# ICD 9 code help.



## coder25 (Aug 24, 2009)

What is the correct code for abnormal LFTs.  Is is 790.6?  It just doesn't give the liver function levels when it is described in volume one.

Please help!

Thanks


----------



## jgf-CPC (Aug 24, 2009)

*LFTs*

We have been told to use 790.5. Hope that helps.


----------



## RebeccaWoodward* (Aug 24, 2009)

In your index, look under...

Findings, abnormal----->*liver function test *= 790.6


----------



## coder25 (Aug 24, 2009)

Thanks for your help.


----------



## prabha (Aug 24, 2009)

I think 794.8 would be appropriate


----------



## RebeccaWoodward* (Aug 25, 2009)

Code 790.6, Other abnormal blood chemistry, should be assigned for the abnormal liver function. * It can be located in the index by looking up Findings, abnormal, liver function test*.  Code 794.8, Nonspecific abnormal results of function studies, liver, is not appropriate because it is intended for other types of tests (such as a liver scan) and not for blood tests for assessing liver function.

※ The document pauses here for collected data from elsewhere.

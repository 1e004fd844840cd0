//! Load a labware onto the deck, a module or off-deck storage.

use async_trait::async_trait;
use serde::{Deserialize, Serialize};

use super::{CommandContext, CommandImplementation, CommandResult};
use crate::definitions::LabwareDefinition;
use crate::error::EngineResult;
use crate::types::LabwareLocation;

#[derive(Debug, Clone, PartialEq, Serialize, Deserialize)]
#[serde(rename_all = "camelCase")]
pub struct LoadLabwareParams {
    pub location: LabwareLocation,
    pub load_name: String,
    pub namespace: String,
    pub version: u32,
    /// Id to use instead of a generated one
    #[serde(default)]
    pub labware_id: Option<String>,
    #[serde(default)]
    pub display_name: Option<String>,
}

#[derive(Debug, Clone, PartialEq, Serialize, Deserialize)]
#[serde(rename_all = "camelCase")]
pub struct LoadLabwareResult {
    pub labware_id: String,
    pub definition: LabwareDefinition,
    /// Calibration offset that applied at load time
    pub offset_id: Option<String>,
}

#[async_trait]
impl CommandImplementation for LoadLabwareParams {
    async fn execute(&self, ctx: &CommandContext<'_>) -> EngineResult<CommandResult> {
        let loaded = ctx.equipment.load_labware(
            &self.load_name,
            &self.namespace,
            self.version,
            &self.location,
            self.labware_id.as_deref(),
        )?;
        Ok(CommandResult::LoadLabware(LoadLabwareResult {
            labware_id: loaded.labware_id,
            definition: loaded.definition,
            offset_id: loaded.offset_id,
        }))
    }
}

http://www.coderyte.com/news/newsletter/liver-function-tests-and-studies.html


----------



## rahulasrivastava (Aug 25, 2009)

I agree with Rebecca...


----------



## martha37 (Aug 26, 2009)

*lft*

790.6 is right


----------



## vikas.maheshwari (Aug 26, 2009)

790.5 is the correct choice just see the description of Liver function test

Hepatic function panel This panel must include the following: Albumin (82040), Bilirubin, total (82247), Bilirubin, direct (82248), Phosphatase, alkaline (84075), Protein, total (84155), Transferase, alanine amino (ALT) (SGPT) (84460), Transferase, aspartate amino (AST) (SGOT) (84450)


and again see the 790.5 description you will find the correct way why this is the correct choice for that


----------